À lire avant, dans l’ordre :
Mon catalyseur (Clément partie 1) https://lesmotsnus.com/606-2/
Le goût de l’éternité (Clément partie 2) https://lesmotsnus.com/le-gout-de-leternite/
Le message du chien https://lesmotsnus.com/le-message-du-chien/
La vie a un plan. Que nous le décidions où non, la vie saura toujours ce qui est bon pour nous, peu importe nos projets. Elle nous fait vivre des évènements parfois heureux, parfois douloureux, et nous expérimentons. Nous expérimentons les joies comme les drames, les opportunités comme les contretemps, les rencontres comme les séparations.
Et je reste convaincue d’une chose : les rencontres ne sont pas des hasards.
Bien sûr, je ne parle pas des personnes que l’on croise à peine, je parle évidemment de celles qui provoquent une surprise, celles que nous n’attendions pas.
À la fin de l’année 2012, un être précieux est apparu sur ma route toute cabossée. Dès les premiers échanges avec lui, je me suis sentie bien. Je ressentais un véritable bien être et alors que je me croyais éteinte par le deuil, je me suis remise à rire. Le rire, c’est exactement ce dont j’avais besoin.
Cela avait quelque chose de miraculeux, tandis que je portais l’écrasant poids de mon traumatisme depuis près d’un an. Pourtant, j’ai toujours eu moi-même de l’humour. Je suis de nature à trouver n’importe quelle occasion amusante et suis la première à rire de moi. Clément aimait beaucoup l’humour également, ce qui faisait de lui un bon partenaire de jeu, mais ce n’était rien à côté du duo que j’ai formé avec Loris pendant 8 ans.
Et cela peut paraître fou aux yeux des rationnels, mais je pense que Loris a certes été choisi par les lois de l’univers, mais aussi par Clément lui-même. Cette délirante mais néanmoins réflexion m’est venue lorsque Loris m’a raconté ce qu’il avait fait aux funérailles de Clément. C’était à la fin de la cérémonie, quand toutes les personnes présentes lui rendaient hommage en saluant une dernière fois son cercueil. Elles défilaient devant lui une par une, pour s’incliner, déposer une rose, faire un geste de la main. Loris m’a raconté que lorsque c’était son tour, il avait d’abord baissé la tête en signe de respect, puis avait adressé un clin d’œil à Clément. Je suis certaine qu’il a été le seul à faire ça, car c’est bien son style. Et je n’ai pas de mal à penser qu’en faisant cela, il envoyait à son défunt copain un message bienveillant dont il ne pouvait imaginer à ce moment-là : “Ne t’en fait pas, je vais veiller sur elle”.
Il a veillé sur moi.
Lui et moi le savions, notre couple avait créé ses fondations sur ce deuil, ce qui le rendait particulier. D’un point de vue extérieur, cela avait quelque chose de singulier, mais pour nous, c’était évident. Loris était appelé à me faire rire, à prendre soin de mon bien être, tandis que moi qui venais de chuter violemment dans la vie d’adulte, je le faisais grandir.

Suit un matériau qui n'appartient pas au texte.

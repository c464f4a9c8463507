//! Request types and the per-call context handed to agents and middleware.

use super::domain::{AgentResult, RouterError, ToolDescriptor, resolve_path};
use super::response::ResponseWriter;
use super::services::{AgentRouter, Invocation};
use serde::{Deserialize, Serialize};
use serde_json::{Map, Value};
use std::collections::BTreeMap;
use tracing::Span;

/// Role of a request message author.
#[derive(Debug, Clone, Copy, PartialEq, Eq, Hash, Serialize, Deserialize)]
#[serde(rename_all = "snake_case")]
pub enum MessageRole {
    /// End user.
    User,
    /// Model or agent.
    Assistant,
    /// System instructions.
    System,
    /// Tool output.
    Tool,
}

/// A conversational message carried by a request.
#[derive(Debug, Clone, PartialEq, Serialize, Deserialize)]
pub struct RequestMessage {
    /// Message author role.
    pub role: MessageRole,
    /// Plain text content.
    #[serde(default)]
    pub content: String,
    /// Structured message parts.
    #[serde(default)]
    pub parts: Vec<Value>,
}

impl RequestMessage {
    /// Creates a text message.
    #[must_use]
    pub fn text(role: MessageRole, content: impl Into<String>) -> Self {
        Self {
            role,
            content: content.into(),
            parts: Vec::new(),
        }
    }

    /// Returns the message text.
    ///
    /// Concatenates the `text` parts when present, otherwise returns
    /// `content`.
    #[must_use]
    pub fn text_content(&self) -> String {
        let from_parts: String = self
            .parts
            .iter()
            .filter(|part| part.get("type").and_then(Value::as_str) == Some("text"))
            .filter_map(|part| part.get("text").and_then(Value::as_str))
            .collect();
        if from_parts.is_empty() {
            self.content.trim().to_owned()
        } else {
            from_parts.trim().to_owned()
        }
    }
}

/// Incoming request payload.
#[derive(Debug, Clone, Default, PartialEq, Serialize, Deserialize)]
pub struct AgentRequest {
    /// Conversation messages.
    #[serde(default)]
    pub messages: Vec<RequestMessage>,
    /// Structured parameters, validated against a tool schema when one
    /// applies.
    #[serde(default, skip_serializing_if = "Option::is_none")]
    pub params: Option<Value>,
    /// Additional request fields.
    #[serde(flatten)]
    pub extra: Map<String, Value>,
}

impl AgentRequest {
    /// Creates a request carrying only parameters.
    #[must_use]
    pub fn with_params(params: Value) -> Self {
        Self {
            params: Some(params),
            ..Self::default()
        }
    }

    /// Creates a request with a single user message.
    #[must_use]
    pub fn from_user_text(text: impl Into<String>) -> Self {
        Self {
            messages: vec![RequestMessage::text(MessageRole::User, text)],
            ..Self::default()
        }
    }

    /// Returns the most recent message written by `role`.
    #[must_use]
    pub fn last_message_from(&self, role: MessageRole) -> Option<&RequestMessage> {
        self.messages.iter().rev().find(|message| message.role == role)
    }
}

/// Outcome of executing an agent exposed as a tool.
#[derive(Debug, Clone, PartialEq)]
pub enum ToolOutput {
    /// The agent returned a value.
    Value(Value),
    /// The agent failed; the text is suitable for a model to read.
    Error(String),
}

impl ToolOutput {
    /// Returns `true` when the call failed.
    #[must_use]
    pub const fn is_error(&self) -> bool {
        matches!(self, Self::Error(_))
    }

    /// Converts the output into a JSON value for transcripts.
    #[must_use]
    pub fn into_value(self) -> Value {
        match self {
            Self::Value(value) => value,
            Self::Error(text) => serde_json::json!({ "error": text }),
        }
    }
}

#[derive(Debug, Clone, Copy, PartialEq, Eq)]
enum ToolTarget {
    Agent,
    Tool,
}

/// An agent or tool route wrapped as a callable tool.
#[derive(Debug, Clone)]
pub struct AgentTool<'r> {
    parent: AgentContext<'r>,
    path: String,
    target: ToolTarget,
    descriptor: ToolDescriptor,
}

impl AgentTool<'_> {
    /// Returns the LLM-facing descriptor.
    #[must_use]
    pub const fn descriptor(&self) -> &ToolDescriptor {
        &self.descriptor
    }

    /// Returns the absolute path the tool dispatches to.
    #[must_use]
    pub fn path(&self) -> &str {
        &self.path
    }

    /// Executes the tool with `args`.
    ///
    /// Failures are reported as [`ToolOutput::Error`] rather than as Rust
    /// errors so they can be handed back to a model.
    pub async fn execute(&self, args: Value) -> ToolOutput {
        let result = match self.target {
            ToolTarget::Agent => self.parent.call_agent(&self.path, Some(args)).await,
            ToolTarget::Tool => self.parent.call_tool(&self.path, args).await,
        };
        match result {
            Ok(value) => ToolOutput::Value(value),
            Err(err) => {
                tracing::warn!(path = %self.path, error = %err, "tool execution failed");
                ToolOutput::Error(err.to_string())
            }
        }
    }
}

/// Per-call context shared by middleware and the terminal handler.
#[derive(Debug, Clone)]
pub struct AgentContext<'r> {
    router: &'r AgentRouter,
    request: AgentRequest,
    path_params: BTreeMap<String, String>,
    state: Map<String, Value>,
    request_id: String,
    current_path: String,
    call_depth: usize,
    response: ResponseWriter,
    span: Span,
}

impl<'r> AgentContext<'r> {
    pub(crate) fn root(
        router: &'r AgentRouter,
        request: AgentRequest,
        request_id: String,
        path: String,
        response: ResponseWriter,
    ) -> Self {
        let span = tracing::info_span!(
            "agent_call",
            request_id = %request_id,
            path = %path,
            depth = 0_usize
        );
        Self {
            router,
            request,
            path_params: BTreeMap::new(),
            state: Map::new(),
            request_id,
            current_path: path,
            call_depth: 0,
            response,
            span,
        }
    }

    fn sub_context(&self, path: String, params: Option<Value>, call_depth: usize) -> Self {
        let span = tracing::info_span!(
            parent: &self.span,
            "agent_call",
            request_id = %self.request_id,
            path = %path,
            depth = call_depth
        );
        Self {
            router: self.router,
            request: AgentRequest {
                messages: self.request.messages.clone(),
                params,
                extra: self.request.extra.clone(),
            },
            path_params: BTreeMap::new(),
            state: self.state.clone(),
            request_id: self.request_id.clone(),
            current_path: path,
            call_depth,
            response: self.response.clone(),
            span,
        }
    }

    /// Returns the request payload.
    #[must_use]
    pub const fn request(&self) -> &AgentRequest {
        &self.request
    }

    /// Returns the request payload for modification by middleware.
    pub const fn request_mut(&mut self) -> &mut AgentRequest {
        &mut self.request
    }

    /// Returns the request parameters, if any.
    #[must_use]
    pub const fn params(&self) -> Option<&Value> {
        self.request.params.as_ref()
    }

    /// Returns a captured path parameter.
    #[must_use]
    pub fn path_param(&self, name: &str) -> Option<&str> {
        self.path_params.get(name).map(String::as_str)
    }

    /// Returns all captured path parameters.
    #[must_use]
    pub const fn path_params(&self) -> &BTreeMap<String, String> {
        &self.path_params
    }

    pub(crate) fn set_path_params(&mut self, params: BTreeMap<String, String>) {
        self.path_params = params;
    }

    /// Returns request-scoped state.
    #[must_use]
    pub const fn state(&self) -> &Map<String, Value> {
        &self.state
    }

    /// Returns request-scoped state for modification.
    ///
    /// Sub-calls receive a copy; writes made by a sub-call are not visible to
    /// its caller.
    pub const fn state_mut(&mut self) -> &mut Map<String, Value> {
        &mut self.state
    }

    /// Returns the request identifier shared by every sub-call.
    #[must_use]
    pub fn request_id(&self) -> &str {
        &self.request_id
    }

    /// Returns the path being served.
    #[must_use]
    pub fn current_path(&self) -> &str {
        &self.current_path
    }

    /// Returns the number of agent hops from the top-level request.
    #[must_use]
    pub const fn call_depth(&self) -> usize {
        self.call_depth
    }

    /// Returns the response writer.
    #[must_use]
    pub const fn response(&self) -> &ResponseWriter {
        &self.response
    }

    /// Returns the tracing span for this call.
    #[must_use]
    pub const fn span(&self) -> &Span {
        &self.span
    }

    /// Invokes the agent at `path` directly.
    ///
    /// `path` is resolved relative to the current path; `/x` and `@/x` are
    /// absolute.
    ///
    /// # Errors
    ///
    /// Returns [`RouterError::MaxCallDepthExceeded`] when the call chain is
    /// too deep, or any error raised while dispatching the sub-call.
    pub async fn call_agent(&self, path: &str, args: Option<Value>) -> AgentResult<Value> {
        let max_depth = self.router.options().max_call_depth;
        if self.call_depth >= max_depth {
            return Err(RouterError::MaxCallDepthExceeded(max_depth));
        }
        let resolved = resolve_path(&self.current_path, path);
        let mut sub = self.sub_context(resolved, args, self.call_depth.saturating_add(1));
        self.router.dispatch(&mut sub, Invocation::Internal).await
    }

    /// Invokes the tool route at `path` directly.
    ///
    /// Tool calls do not count towards the call depth.
    ///
    /// # Errors
    ///
    /// Returns any error raised while dispatching, including schema
    /// validation failures.
    pub async fn call_tool(&self, path: &str, params: Value) -> AgentResult<Value> {
        let resolved = resolve_path(&self.current_path, path);
        let mut sub = self.sub_context(resolved, Some(params), self.call_depth);
        self.router.dispatch(&mut sub, Invocation::Internal).await
    }

    /// Wraps the agent at `path` as a tool using its registered definition.
    ///
    /// # Errors
    ///
    /// Returns [`RouterError::ToolDefinitionMissing`] when no tool definition
    /// was attached with `act_as_tool`.
    pub fn agent_as_tool(&self, path: &str) -> AgentResult<AgentTool<'r>> {
        let resolved = resolve_path(&self.current_path, path);
        let spec = self
            .router
            .tool_definition_for(&resolved)
            .ok_or_else(|| RouterError::ToolDefinitionMissing(resolved.clone()))?;
        Ok(AgentTool {
            descriptor: spec.descriptor_for(&resolved),
            parent: self.clone(),
            path: resolved,
            target: ToolTarget::Agent,
        })
    }

    /// Wraps the tool route at `path` as a tool.
    ///
    /// # Errors
    ///
    /// Returns [`RouterError::NotFound`] when no tool route matches.
    pub fn attach_tool(&self, path: &str) -> AgentResult<AgentTool<'r>> {
        let resolved = resolve_path(&self.current_path, path);
        let spec = self
            .router
            .tool_route_spec(&resolved)
            .ok_or_else(|| RouterError::NotFound(resolved.clone()))?;
        Ok(AgentTool {
            descriptor: spec.descriptor_for(&resolved),
            parent: self.clone(),
            path: resolved,
            target: ToolTarget::Tool,
        })
    }
}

Chacun avait son rôle, chacun apportait ce qu’il fallait pour nous faire évoluer, comme dans toutes ces rencontres non hasardeuses. J’ai fait confiance à la vie et me suis faite confiance même si je ne pensais pas être prête, car rappelons-le, cette aventure a commencé quelques mois après le décès de Clément.

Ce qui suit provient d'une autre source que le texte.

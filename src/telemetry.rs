//! Logging initialisation.
//!
//! Library code only emits `tracing` events; binaries and tests decide how
//! they are rendered by calling one of these functions.

use tracing_subscriber::{EnvFilter, fmt};

/// Installs a human-readable subscriber.
///
/// `RUST_LOG` takes precedence over `default_level` (for example `info` or
/// `switchboard=debug,warn`). Later calls are no-ops.
pub fn init_logging(default_level: &str) {
    let filter =
        EnvFilter::try_from_default_env().unwrap_or_else(|_| EnvFilter::new(default_level));

    let installed = fmt()
        .with_env_filter(filter)
        .with_target(true)
        .with_file(true)
        .with_line_number(true)
        .try_init()
        .is_ok();

    if installed {
        tracing::debug!(format = "text", "logging initialised");
    }
}

/// Installs a JSON subscriber for log shippers.
///
/// Same filtering rules as [`init_logging`]. Later calls are no-ops.
pub fn init_logging_json(default_level: &str) {
    let filter =
        EnvFilter::try_from_default_env().unwrap_or_else(|_| EnvFilter::new(default_level));

    let installed = fmt()
        .json()
        .with_env_filter(filter)
        .with_target(true)
        .with_file(true)
        .with_line_number(true)
        .try_init()
        .is_ok();

    if installed {
        tracing::debug!(format = "json", "logging initialised");
    }
}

Bien sûr j’ai eu peur, d’abord de ce que je ressentais mais aussi de ce que penseraient les autres. Le regard extérieur et le jugement ont toujours été mes pires ennemies, et je n’étais clairement pas prête à me battre contre ça, en plus de l’état de vulnérabilité avec laquelle je devais faire face. Pourtant ce que je craignais est arrivé. Mon choix a blessé un ami de Clément qui, rongé par le chagrin, aurait préféré que je reste seule quelques mois de plus pour préserver le souvenir de son ami : “Elle n’a pas attendu le temps nécessaire de veuvage” avait-il dit.

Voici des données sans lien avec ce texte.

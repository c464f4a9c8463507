//! Tool metadata attached to agents and tool routes.

use super::{JsonSchema, RouterDomainError, split_path};
use serde::{Deserialize, Serialize};
use serde_json::Value;

/// Definition exposing a route as a callable tool.
#[derive(Debug, Clone, PartialEq, Serialize, Deserialize)]
pub struct ToolSpec {
    description: String,
    input_schema: JsonSchema,
}

impl ToolSpec {
    /// Creates a tool definition.
    ///
    /// # Errors
    ///
    /// Returns [`RouterDomainError::EmptyToolDescription`] when the
    /// description is blank and [`RouterDomainError::InvalidInputSchema`] when
    /// the schema does not describe an object.
    pub fn new(
        description: impl Into<String>,
        input_schema: impl Into<JsonSchema>,
    ) -> Result<Self, RouterDomainError> {
        let normalized_description = description.into().trim().to_owned();
        if normalized_description.is_empty() {
            return Err(RouterDomainError::EmptyToolDescription);
        }

        let schema = input_schema.into();
        if !schema.is_object_schema() {
            return Err(RouterDomainError::InvalidInputSchema(
                schema.as_value().to_string(),
            ));
        }

        Ok(Self {
            description: normalized_description,
            input_schema: schema,
        })
    }

    /// Returns the tool description.
    #[must_use]
    pub fn description(&self) -> &str {
        &self.description
    }

    /// Returns the input schema.
    #[must_use]
    pub const fn input_schema(&self) -> &JsonSchema {
        &self.input_schema
    }

    /// Builds the LLM-facing descriptor for the tool registered at `path`.
    #[must_use]
    pub fn descriptor_for(&self, path: &str) -> ToolDescriptor {
        ToolDescriptor {
            name: tool_name_for_path(path),
            description: self.description.clone(),
            input_schema: self.input_schema.as_value().clone(),
        }
    }
}

/// Tool description handed to language models.
#[derive(Debug, Clone, PartialEq, Eq, Serialize, Deserialize)]
pub struct ToolDescriptor {
    /// Function-safe tool name.
    pub name: String,
    /// Human-readable description.
    pub description: String,
    /// JSON schema for the tool arguments.
    pub input_schema: Value,
}

/// Derives a function-safe tool name from a route path.
///
/// # Examples
///
/// ```
/// use switchboard::router::domain::tool_name_for_path;
///
/// assert_eq!(tool_name_for_path("/research/web-search"), "research_web_search");
/// assert_eq!(tool_name_for_path("/"), "root");
/// ```
#[must_use]
pub fn tool_name_for_path(path: &str) -> String {
    let segments = split_path(path);
    if segments.is_empty() {
        return "root".to_owned();
    }
    segments
        .join("_")
        .chars()
        .map(|ch| if ch.is_ascii_alphanumeric() { ch } else { '_' })
        .collect()
}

Je ne lui en veux plus. Je comprends les raisons de cette maladresse et préfère retenir l’amour qui se cachait derrière cette critique, même si à l’époque, j’en ai été irrité. L’image de Clément devait rester intacte, peu importe le reste, peu importe ceux qui vivaient encore et ce dont ils avaient besoin. J’aurais dû rester l’endeuillée, garder les habits noirs, rester un symbole, rester la veuve.
Et puisque j’avais réveillé l’araignée créatrice en moi, la tisseuse de toile, je devenais alors cette veuve noire.